Ainsi, dans "Meurtres à ..." qui constitue d'ailleurs le premier roman des aventures de Barnaby, c'est à Mrs Rainbird et à son fils, Dennis, que revient cet honneur douteux mais nécessaire. Tout ce que leur relation comporte de malsain est peu à peu révélé à un lecteur de plus en plus mal à l'aise, avant de culminer dans une fin de chapitre - celle du quatrième - qui ne laisse plus aucun doute à l'imagination.

De toutes façons, les crimes qui donnent son titre au roman sont tous en relation avec des sentiments singulièrement glauques. Aussi, pour ne pas vous révéler ce qui les motive, ne vous donnerai-je que le tout début de l'intrigue.

Emily Simpson, une paisible vieille demoiselle, ancienne institutrice à Badger's Drift, est retrouvée morte dans sa cuisine. Le médecin du coin signe le permis d'inhumer sans se poser trop de questions. Mais la meilleure amie de la disparue, Miss Bellringer, décide de faire part de ses soupçons au poste de police de la ville voisine. L'enquête, menée par l'Inspecteur Barnaby et le sergent Troy, est lancée.

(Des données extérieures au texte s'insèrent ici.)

//! Deployment manifest: the desired state of one deployment plus the
//! existing instances it is reconciled against.

use std::collections::{BTreeMap, BTreeSet};
use std::path::Path;

use anyhow::{Context, bail};
use serde::{Deserialize, Serialize};

use crate::config::UpdateConfig;
use crate::types::{AvailabilityZone, DesiredJob, ExistingInstance, Network, NetworkKind};

/// Agent-reported state, keyed by instance uuid.
pub type AgentStates = BTreeMap<String, BTreeMap<String, serde_json::Value>>;

#[derive(Debug, Clone, PartialEq, Serialize, Deserialize)]
pub struct DeploymentManifest {
    pub name: String,
    #[serde(default)]
    pub availability_zones: Vec<AvailabilityZone>,
    #[serde(default)]
    pub networks: Vec<Network>,
    #[serde(default)]
    pub jobs: Vec<DesiredJob>,
    #[serde(default)]
    pub update: Option<UpdateConfig>,
    #[serde(default)]
    pub existing: Vec<ExistingInstance>,
    #[serde(default)]
    pub agent_states: AgentStates,
}

impl DeploymentManifest {
    pub fn from_file(path: &Path) -> anyhow::Result<Self> {
        let content = std::fs::read_to_string(path)
            .with_context(|| format!("reading manifest {}", path.display()))?;
        Self::from_toml_str(&content)
    }

    pub fn from_toml_str(content: &str) -> anyhow::Result<Self> {
        let manifest: DeploymentManifest = toml::from_str(content)?;
        manifest.validate()?;
        Ok(manifest)
    }

    /// Reject references the planner cannot resolve.
    pub fn validate(&self) -> anyhow::Result<()> {
        let azs: BTreeSet<&str> = self
            .availability_zones
            .iter()
            .map(|az| az.name.as_str())
            .collect();
        let networks: BTreeMap<&str, &Network> =
            self.networks.iter().map(|n| (n.name.as_str(), n)).collect();

        let mut seen = BTreeSet::new();
        for job in &self.jobs {
            if !seen.insert(job.name.as_str()) {
                bail!("deployment '{}' declares job '{}' twice", self.name, job.name);
            }
            for az in &job.azs {
                if !azs.contains(az.as_str()) {
                    bail!("job '{}' references unknown availability zone '{az}'", job.name);
                }
            }
            for net in &job.networks {
                let Some(network) = networks.get(net.name.as_str()) else {
                    bail!("job '{}' references unknown network '{}'", job.name, net.name);
                };
                if !net.static_ips.is_empty() && network.kind == NetworkKind::Dynamic {
                    bail!(
                        "job '{}' declares static IPs on dynamic network '{}'",
                        job.name,
                        net.name
                    );
                }
            }
        }

        for network in &self.networks {
            for az in &network.azs {
                if !azs.contains(az.as_str()) {
                    bail!(
                        "network '{}' references unknown availability zone '{az}'",
                        network.name
                    );
                }
            }
            for subnet in &network.subnets {
                for az in &subnet.azs {
                    if !azs.contains(az.as_str()) {
                        bail!(
                            "network '{}' subnet {} references unknown availability zone '{az}'",
                            network.name,
                            subnet.range
                        );
                    }
                }
            }
        }
        Ok(())
    }
}
//! IPAM error types.

use std::net::IpAddr;

use thiserror::Error;

/// Errors raised while allocating, reserving, or releasing addresses.
///
/// Every variant names the network and, where one is involved, the address.
#[derive(Debug, Error)]
pub enum IpamError {
    #[error("no more IPs available on network '{network}'")]
    NoCapacity { network: String },

    #[error("IP '{ip}' is outside the ranges of network '{network}'")]
    OutOfRange { network: String, ip: IpAddr },

    #[error("IP '{ip}' on network '{network}' is already reserved by instance '{owner}'")]
    AlreadyOwned {
        network: String,
        ip: IpAddr,
        owner: String,
    },

    #[error("IP '{ip}' on network '{network}' is not reserved by any instance")]
    NotOwned { network: String, ip: IpAddr },

    #[error("reserved IP '{ip}' is outside the range of network '{network}'")]
    ReservedIpOutOfRange { network: String, ip: IpAddr },

    #[error("IP '{ip}' on network '{network}' is in the reserved range")]
    IpReserved { network: String, ip: IpAddr },

    #[error("IP '{ip}' on network '{network}' is {actual}, requested {expected}")]
    WrongType {
        network: String,
        ip: IpAddr,
        expected: String,
        actual: String,
    },

    #[error("IP '{ip}' on network '{network}' was reserved concurrently")]
    Conflict { network: String, ip: IpAddr },

    #[error("IP '{ip}' on network '{network}' does not belong to a subnet in availability zone '{az}'")]
    IpNotInAz {
        network: String,
        ip: IpAddr,
        az: String,
    },

    #[error("network '{network}' has no subnet serving availability zone '{az}'")]
    NoSubnetForAz { network: String, az: String },

    #[error("reservation for instance '{instance}' on network '{network}' has no IP")]
    IpMissing { network: String, instance: String },

    #[error("unknown network '{0}'")]
    UnknownNetwork(String),

    #[error("invalid address range '{0}'")]
    InvalidRange(String),

    #[error("state store error: {0}")]
    State(#[from] convoy_state::StateError),
}

pub type IpamResult<T> = Result<T, IpamError>;
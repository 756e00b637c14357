//! Instance plan factory.
//!
//! Turns placed instances into `InstancePlan`s: fetches or creates the
//! instance through the repository and decides, per network, which
//! reservations to keep, which to create, and which to release.

use std::collections::HashMap;
use std::net::IpAddr;

use tracing::{debug, info, warn};

use convoy_core::{DesiredInstance, DesiredJob, ExistingInstance, NetworkKind};
use convoy_ipam::{IpProvider, IpamError, NetworkReservation, ReservationType};
use convoy_placement::Placed;

use crate::error::PlannerResult;
use crate::plan::{InstanceHandle, InstancePlan, NetworkPlan};
use crate::repository::InstanceRepository;
use crate::snapshot::AgentState;

/// Builds instance plans for one reconciliation pass.
pub struct InstancePlanFactory<'a, R> {
    repo: &'a mut R,
    ipam: &'a mut IpProvider,
    agent_states: &'a HashMap<String, AgentState>,
    /// Reservations of existing instances, by uuid.
    existing_reservations: HashMap<String, Vec<NetworkReservation>>,
}

impl<'a, R: InstanceRepository> InstancePlanFactory<'a, R> {
    pub fn new(
        repo: &'a mut R,
        ipam: &'a mut IpProvider,
        agent_states: &'a HashMap<String, AgentState>,
    ) -> Self {
        Self {
            repo,
            ipam,
            agent_states,
            existing_reservations: HashMap::new(),
        }
    }

    /// Reserve the addresses existing instances already hold.
    ///
    /// Runs before any new address is handed out so running instances keep
    /// theirs. Addresses the current networks no longer cover stay
    /// unresolved and end up released.
    pub fn reserve_existing(&mut self, instances: &[ExistingInstance]) -> PlannerResult<()> {
        for instance in instances {
            let mut held = Vec::new();
            for reservation in self.recorded_reservations(instance) {
                let fallback = reservation.clone();
                match self.ipam.reserve(reservation, None) {
                    Ok(resolved) => held.push(resolved),
                    Err(
                        e @ (IpamError::OutOfRange { .. }
                        | IpamError::IpReserved { .. }
                        | IpamError::UnknownNetwork(_)),
                    ) => {
                        warn!(instance = %instance, reservation = %fallback, error = %e, "existing address no longer reservable");
                        held.push(fallback);
                    }
                    Err(e) => return Err(e.into()),
                }
            }
            self.existing_reservations.insert(instance.uuid.clone(), held);
        }
        Ok(())
    }

    /// Persisted IP rows of `instance`, or what its agent reported when it
    /// has none.
    fn recorded_reservations(&self, instance: &ExistingInstance) -> Vec<NetworkReservation> {
        if !instance.ip_addresses.is_empty() {
            return instance
                .ip_addresses
                .iter()
                .map(|record| NetworkReservation::from_record(&instance.uuid, record))
                .collect();
        }
        let Some(state) = self.agent_states.get(&instance.uuid) else {
            return Vec::new();
        };
        reported_networks(state)
            .into_iter()
            .map(|(network, ip)| {
                let kind = self.ipam.network_kind(&network).unwrap_or(NetworkKind::Dynamic);
                NetworkReservation::existing(&instance.uuid, &network, ip, kind)
            })
            .collect()
    }

    /// Plan one placed instance of `job`.
    pub fn plan(&mut self, job: &DesiredJob, placed: Placed) -> PlannerResult<InstancePlan> {
        match placed {
            Placed::New(desired) => self.plan_new(job, desired),
            Placed::Existing { desired, existing } => self.plan_existing(job, desired, existing),
            Placed::Obsolete(existing) => Ok(self.plan_obsolete(existing)),
        }
    }

    fn plan_new(&mut self, job: &DesiredJob, desired: DesiredInstance) -> PlannerResult<InstancePlan> {
        let index = desired.index.unwrap_or_default();
        let instance = self.repo.create(&desired, index)?;

        let mut network_plans = Vec::with_capacity(job.networks.len());
        for network in &job.networks {
            let reservation = self.reserve_for(&instance, &desired, &network.name)?;
            network_plans.push(NetworkPlan::keep(reservation));
        }

        info!(job = %job.name, uuid = %instance.uuid, index, az = ?desired.az, "planned new instance");
        Ok(InstancePlan {
            existing: None,
            desired: Some(desired),
            instance,
            network_plans,
            obsolete: false,
        })
    }

    fn plan_existing(
        &mut self,
        job: &DesiredJob,
        desired: DesiredInstance,
        existing: ExistingInstance,
    ) -> PlannerResult<InstancePlan> {
        let snapshot = self.agent_states.get(&existing.uuid);
        let instance = self.repo.fetch_existing(&desired, &existing, snapshot)?;
        let mut held = self.existing_reservations.remove(&existing.uuid).unwrap_or_default();

        let mut network_plans = Vec::with_capacity(job.networks.len() + held.len());
        for network in &job.networks {
            let wanted = desired.static_ips.get(&network.name).copied();
            let kept = held
                .iter()
                .position(|r| self.still_fits(r, &network.name, wanted, desired.az.as_deref()));
            match kept {
                Some(pos) => {
                    let reservation = held.remove(pos);
                    debug!(uuid = %instance.uuid, reservation = %reservation, "keeping reservation");
                    network_plans.push(NetworkPlan::keep(reservation));
                }
                None => {
                    let reservation = self.reserve_for(&instance, &desired, &network.name)?;
                    network_plans.push(NetworkPlan::keep(reservation));
                }
            }
        }
        for reservation in held {
            debug!(uuid = %instance.uuid, reservation = %reservation, "reservation is obsolete");
            network_plans.push(NetworkPlan::release(reservation));
        }

        debug!(job = %job.name, uuid = %instance.uuid, index = instance.index, az = ?instance.az, "planned existing instance");
        Ok(InstancePlan {
            existing: Some(existing),
            desired: Some(desired),
            instance,
            network_plans,
            obsolete: false,
        })
    }

    /// Plan the deletion of an instance no slot wants.
    pub fn plan_obsolete(&mut self, existing: ExistingInstance) -> InstancePlan {
        let held = self.existing_reservations.remove(&existing.uuid).unwrap_or_default();
        info!(instance = %existing, "planned obsolete instance");
        InstancePlan {
            instance: InstanceHandle::from_existing(&existing),
            existing: Some(existing),
            desired: None,
            network_plans: held.into_iter().map(NetworkPlan::release).collect(),
            obsolete: true,
        }
    }

    /// Whether an existing reservation still satisfies the job's network.
    fn still_fits(
        &self,
        reservation: &NetworkReservation,
        network: &str,
        wanted: Option<IpAddr>,
        az: Option<&str>,
    ) -> bool {
        if !reservation.resolved || reservation.network != network {
            return false;
        }
        match (wanted, reservation.ip) {
            (Some(wanted), Some(ip)) => ip == wanted && reservation.kind == ReservationType::Static,
            (None, Some(ip)) => {
                reservation.kind != ReservationType::Static && self.ipam.serves(network, Some(ip), az)
            }
            (None, None) => {
                self.ipam.network_kind(network) == Some(NetworkKind::Dynamic)
                    && self.ipam.serves(network, None, az)
            }
            (Some(_), None) => false,
        }
    }

    fn reserve_for(
        &mut self,
        instance: &InstanceHandle,
        desired: &DesiredInstance,
        network: &str,
    ) -> PlannerResult<NetworkReservation> {
        let request = match desired.static_ips.get(network) {
            Some(ip) => NetworkReservation::new_static(&instance.uuid, network, *ip),
            None => NetworkReservation::new_dynamic(&instance.uuid, network),
        };
        Ok(self.ipam.reserve(request, desired.az.as_deref())?)
    }
}

/// `networks.<name>.ip` entries of an agent state.
fn reported_networks(state: &AgentState) -> Vec<(String, Option<IpAddr>)> {
    let Some(networks) = state.get("networks").and_then(|n| n.as_object()) else {
        return Vec::new();
    };
    networks
        .iter()
        .map(|(name, settings)| {
            let ip = settings
                .get("ip")
                .and_then(|ip| ip.as_str())
                .and_then(|ip| ip.parse().ok());
            (name.clone(), ip)
        })
        .collect()
}
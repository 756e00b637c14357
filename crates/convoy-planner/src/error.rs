//! Planner error types.

use thiserror::Error;

/// Errors that abort a reconciliation pass.
#[derive(Debug, Error)]
pub enum PlannerError {
    #[error(transparent)]
    Placement(#[from] convoy_placement::PlacementError),

    #[error(transparent)]
    Ipam(#[from] convoy_ipam::IpamError),

    #[error("state store error: {0}")]
    State(#[from] convoy_state::StateError),

    #[error("failed to fetch agent state of instance '{instance}': {reason}")]
    AgentSnapshot { instance: String, reason: String },

    #[error("agent state worker failed: {0}")]
    Join(String),
}

pub type PlannerResult<T> = Result<T, PlannerError>;
//! Inclusive address ranges over IPv4 and IPv6.
//!
//! Addresses are handled as `u128` offsets so both families share one
//! arithmetic path; the family is carried alongside to convert back.

use std::fmt;
use std::net::{IpAddr, Ipv4Addr, Ipv6Addr};

use ipnetwork::IpNetwork;

use crate::error::{IpamError, IpamResult};

/// Numeric value of an address.
pub fn to_bits(ip: IpAddr) -> u128 {
    match ip {
        IpAddr::V4(v4) => u128::from(u32::from(v4)),
        IpAddr::V6(v6) => u128::from(v6),
    }
}

/// Address for a numeric value in the given family.
pub fn from_bits(bits: u128, v6: bool) -> IpAddr {
    if v6 {
        IpAddr::V6(Ipv6Addr::from(bits))
    } else {
        IpAddr::V4(Ipv4Addr::from(bits as u32))
    }
}

/// An inclusive `[first, last]` address range of one family.
#[derive(Debug, Clone, Copy, PartialEq, Eq)]
pub struct AddressRange {
    first: u128,
    last: u128,
    v6: bool,
}

impl AddressRange {
    pub fn new(first: IpAddr, last: IpAddr) -> IpamResult<Self> {
        if first.is_ipv6() != last.is_ipv6() || to_bits(first) > to_bits(last) {
            return Err(IpamError::InvalidRange(format!("{first} - {last}")));
        }
        Ok(Self {
            first: to_bits(first),
            last: to_bits(last),
            v6: first.is_ipv6(),
        })
    }

    /// Every address of a CIDR block, network address included.
    pub fn from_network(network: &IpNetwork) -> Self {
        let (bits, width, v6) = match network {
            IpNetwork::V4(n) => (to_bits(IpAddr::V4(n.network())), 32, false),
            IpNetwork::V6(n) => (to_bits(IpAddr::V6(n.network())), 128, true),
        };
        let host_bits = width - u32::from(network.prefix());
        let span = if host_bits >= 128 {
            u128::MAX
        } else {
            (1u128 << host_bits) - 1
        };
        Self {
            first: bits,
            last: bits | span,
            v6,
        }
    }

    /// Parse a `reserved`/`static` entry: one address or `first - last`.
    pub fn parse_entry(entry: &str) -> IpamResult<Self> {
        let invalid = || IpamError::InvalidRange(entry.to_string());
        match entry.split_once('-') {
            Some((first, last)) => {
                let first: IpAddr = first.trim().parse().map_err(|_| invalid())?;
                let last: IpAddr = last.trim().parse().map_err(|_| invalid())?;
                Self::new(first, last)
            }
            None => {
                let ip: IpAddr = entry.trim().parse().map_err(|_| invalid())?;
                Ok(Self::single(ip))
            }
        }
    }

    /// A range holding only `ip`.
    pub fn single(ip: IpAddr) -> Self {
        Self {
            first: to_bits(ip),
            last: to_bits(ip),
            v6: ip.is_ipv6(),
        }
    }

    pub fn first(&self) -> IpAddr {
        from_bits(self.first, self.v6)
    }

    pub fn last(&self) -> IpAddr {
        from_bits(self.last, self.v6)
    }

    pub fn is_ipv6(&self) -> bool {
        self.v6
    }

    pub(crate) fn first_bits(&self) -> u128 {
        self.first
    }

    pub(crate) fn last_bits(&self) -> u128 {
        self.last
    }

    pub fn contains(&self, ip: IpAddr) -> bool {
        ip.is_ipv6() == self.v6 && self.contains_bits(to_bits(ip))
    }

    /// Membership of a numeric address of this range's family.
    pub(crate) fn contains_bits(&self, bits: u128) -> bool {
        (self.first..=self.last).contains(&bits)
    }

    /// Whether `other` lies entirely inside this range.
    pub fn covers(&self, other: &AddressRange) -> bool {
        other.v6 == self.v6 && other.first >= self.first && other.last <= self.last
    }

    /// Number of addresses, saturating for a full IPv6 space.
    pub fn len(&self) -> u128 {
        (self.last - self.first).saturating_add(1)
    }

    /// Never true: a range holds at least one address.
    pub fn is_empty(&self) -> bool {
        false
    }
}

/// Number of addresses covered by `ranges`, overlaps counted once.
pub(crate) fn covered<'a>(ranges: impl IntoIterator<Item = &'a AddressRange>) -> u128 {
    let mut spans: Vec<(u128, u128)> = ranges.into_iter().map(|r| (r.first, r.last)).collect();
    spans.sort_unstable();

    let mut total = 0u128;
    let mut current: Option<(u128, u128)> = None;
    for (first, last) in spans {
        current = match current {
            Some((f, l)) if first <= l.saturating_add(1) => Some((f, l.max(last))),
            Some((f, l)) => {
                total = total.saturating_add((l - f).saturating_add(1));
                Some((first, last))
            }
            None => Some((first, last)),
        };
    }
    if let Some((f, l)) = current {
        total = total.saturating_add((l - f).saturating_add(1));
    }
    total
}

impl fmt::Display for AddressRange {
    fn fmt(&self, f: &mut fmt::Formatter<'_>) -> fmt::Result {
        write!(f, "{} - {}", self.first(), self.last())
    }
}
//! convoy-ipam — IP address management for deployment networks.
//!
//! Each manual subnet is served by one allocator that hands out, reserves,
//! and releases individual addresses of its CIDR range. Allocators share
//! one behaviour and differ only in where reservation rows live: an
//! in-memory book for dry runs and tests, or the redb state store where
//! concurrent deployments race on an atomic insert.
//!
//! # Components
//!
//! - **`range`** — Address ranges over IPv4/IPv6 and `first - last` entry parsing
//! - **`allocator`** — `IpAllocator` trait, gap-first allocation, `RangeAllocator`
//! - **`book`** — Reservation row backends (memory, state store)
//! - **`reservation`** — `NetworkReservation` records bound to instances
//! - **`provider`** — Per-deployment network → subnet routing with bounded retry

pub mod allocator;
pub mod book;
pub mod error;
pub mod provider;
pub mod range;
pub mod reservation;

#[cfg(test)]
mod backend_tests;

pub use allocator::{InMemoryAllocator, IpAllocator, RangeAllocator, StoreAllocator};
pub use book::{MemoryBook, ReservationBook, StoreBook};
pub use error::{IpamError, IpamResult};
pub use provider::IpProvider;
pub use range::AddressRange;
pub use reservation::{NetworkReservation, ReservationType};
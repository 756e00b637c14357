//! Bootstrap election.
//!
//! Each job has exactly one bootstrap instance, which the rest of the job
//! bootstraps against. An existing bootstrap keeps the role as long as it
//! is the only one; otherwise the lowest index takes it.

use tracing::{info, warn};

use crate::plan::InstancePlan;

/// Elect the bootstrap instance among the live plans of `job`.
///
/// Obsolete plans never take part and always come back cleared. More than
/// one existing bootstrap is an inconsistency in the recorded state; it is
/// logged and resolved by re-election, never returned as an error.
pub fn elect_bootstrap(job: &str, plans: Vec<InstancePlan>) -> Vec<InstancePlan> {
    let recorded: Vec<usize> = plans
        .iter()
        .enumerate()
        .filter(|(_, p)| !p.obsolete && p.existing.as_ref().is_some_and(|e| e.bootstrap))
        .map(|(pos, _)| pos)
        .collect();

    if recorded.len() > 1 {
        let uuids: Vec<&str> = recorded.iter().map(|&pos| plans[pos].instance.uuid.as_str()).collect();
        warn!(job, ?uuids, "multiple existing bootstrap instances, re-electing");
    }

    let elected = match recorded.as_slice() {
        [only] => Some(*only),
        _ => plans
            .iter()
            .enumerate()
            .filter(|(_, p)| !p.obsolete && p.desired.as_ref().is_some_and(|d| d.index.is_some()))
            .min_by_key(|(_, p)| p.instance.index)
            .map(|(pos, _)| pos),
    };

    if let Some(pos) = elected {
        let plan = &plans[pos];
        info!(job, uuid = %plan.instance.uuid, index = plan.instance.index, "elected bootstrap instance");
    }

    plans
        .into_iter()
        .enumerate()
        .map(|(pos, plan)| {
            let bootstrap = Some(pos) == elected;
            plan.with_bootstrap(bootstrap)
        })
        .collect()
}
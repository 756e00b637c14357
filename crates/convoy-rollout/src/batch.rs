//! Update batches.
//!
//! An ordered plan list is split into one canary batch followed by batches
//! of at most `max_in_flight` plans. Batch boundaries never reorder plans.

use std::fmt;

use serde::Serialize;
use tracing::debug;

use convoy_core::UpdateConfig;

/// Kind of an update batch.
#[derive(Debug, Clone, Copy, PartialEq, Eq, Serialize)]
#[serde(rename_all = "lowercase")]
pub enum BatchKind {
    /// Updated first; the rollout stops if any fails.
    Canary,
    Regular,
}

impl fmt::Display for BatchKind {
    fn fmt(&self, f: &mut fmt::Formatter<'_>) -> fmt::Result {
        match self {
            BatchKind::Canary => f.write_str("canary"),
            BatchKind::Regular => f.write_str("regular"),
        }
    }
}

/// A run of plans updated together.
#[derive(Debug, Clone, PartialEq, Serialize)]
pub struct UpdateBatch<T> {
    pub kind: BatchKind,
    pub items: Vec<T>,
}

/// Split `ordered` into batches per `config`.
///
/// A `max_in_flight` of zero is treated as one.
pub fn plan_batches<T>(ordered: Vec<T>, config: UpdateConfig) -> Vec<UpdateBatch<T>> {
    let in_flight = config.max_in_flight.max(1) as usize;
    let mut rest = ordered.into_iter().peekable();
    let mut batches = Vec::new();

    let canaries: Vec<T> = rest.by_ref().take(config.canaries as usize).collect();
    if !canaries.is_empty() {
        batches.push(UpdateBatch {
            kind: BatchKind::Canary,
            items: canaries,
        });
    }

    while rest.peek().is_some() {
        let items: Vec<T> = rest.by_ref().take(in_flight).collect();
        batches.push(UpdateBatch {
            kind: BatchKind::Regular,
            items,
        });
    }

    debug!(
        batches = batches.len(),
        canaries = config.canaries,
        max_in_flight = in_flight,
        "planned update batches"
    );
    batches
}

#[cfg(test)]
mod tests {
    use super::*;

    fn config(canaries: u32, max_in_flight: u32) -> UpdateConfig {
        UpdateConfig {
            canaries,
            max_in_flight,
        }
    }

    fn sizes<T>(batches: &[UpdateBatch<T>]) -> Vec<(BatchKind, usize)> {
        batches.iter().map(|b| (b.kind, b.items.len())).collect()
    }

    #[test]
    fn canary_then_in_flight_batches() {
        let batches = plan_batches((0..6).collect::<Vec<i32>>(), config(1, 2));
        assert_eq!(
            sizes(&batches),
            vec![
                (BatchKind::Canary, 1),
                (BatchKind::Regular, 2),
                (BatchKind::Regular, 2),
                (BatchKind::Regular, 1),
            ]
        );
        let flat: Vec<i32> = batches.into_iter().flat_map(|b| b.items).collect();
        assert_eq!(flat, vec![0, 1, 2, 3, 4, 5]);
    }

    #[test]
    fn no_canaries() {
        let batches = plan_batches(vec!["a", "b", "c"], config(0, 3));
        assert_eq!(sizes(&batches), vec![(BatchKind::Regular, 3)]);
    }

    #[test]
    fn canaries_exceeding_plans() {
        let batches = plan_batches(vec!["a", "b"], config(5, 1));
        assert_eq!(sizes(&batches), vec![(BatchKind::Canary, 2)]);
    }

    #[test]
    fn zero_in_flight_still_progresses() {
        let batches = plan_batches(vec![1, 2], config(0, 0));
        assert_eq!(sizes(&batches), vec![(BatchKind::Regular, 1), (BatchKind::Regular, 1)]);
    }

    #[test]
    fn empty_input_has_no_batches() {
        assert!(plan_batches(Vec::<u8>::new(), UpdateConfig::default()).is_empty());
    }

    #[test]
    fn batch_kind_serializes_lowercase() {
        let json = serde_json::to_string(&UpdateBatch {
            kind: BatchKind::Canary,
            items: vec![1],
        })
        .unwrap();
        assert_eq!(json, r#"{"kind":"canary","items":[1]}"#);
    }
}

Elle s'achèvera trois cents pages plus loin, sans que le lecteur se soit ennuyé un seul instant. Peut-être le puriste jugera-t-il certaines ficelles un peu grosses ou convenues mais après tout, nous sommes en vacances et un bon policier qui ne casse pas trop la tête et possède un style convenable et une atmosphère trouble, toute suintante de méchanceté rentrée, est idéal pour cette période de l'année. ;o)

dimanche, juin 1 2008

Le Rêve des Chevaux Brisés - William Bayer

The Dream of the Broken Horses Traduction : Gérard de Chergé

Tout apprenti-romancier devrait lire ce livre qui, par la rigueur de sa construction et la profondeur de ses analyses des personnages et des situations, atteint pratiquement à la perfection, une perfection que, jusqu'ici et dans le genre "polar", je n'ai rencontrée que chez Ellroy ou Lehane.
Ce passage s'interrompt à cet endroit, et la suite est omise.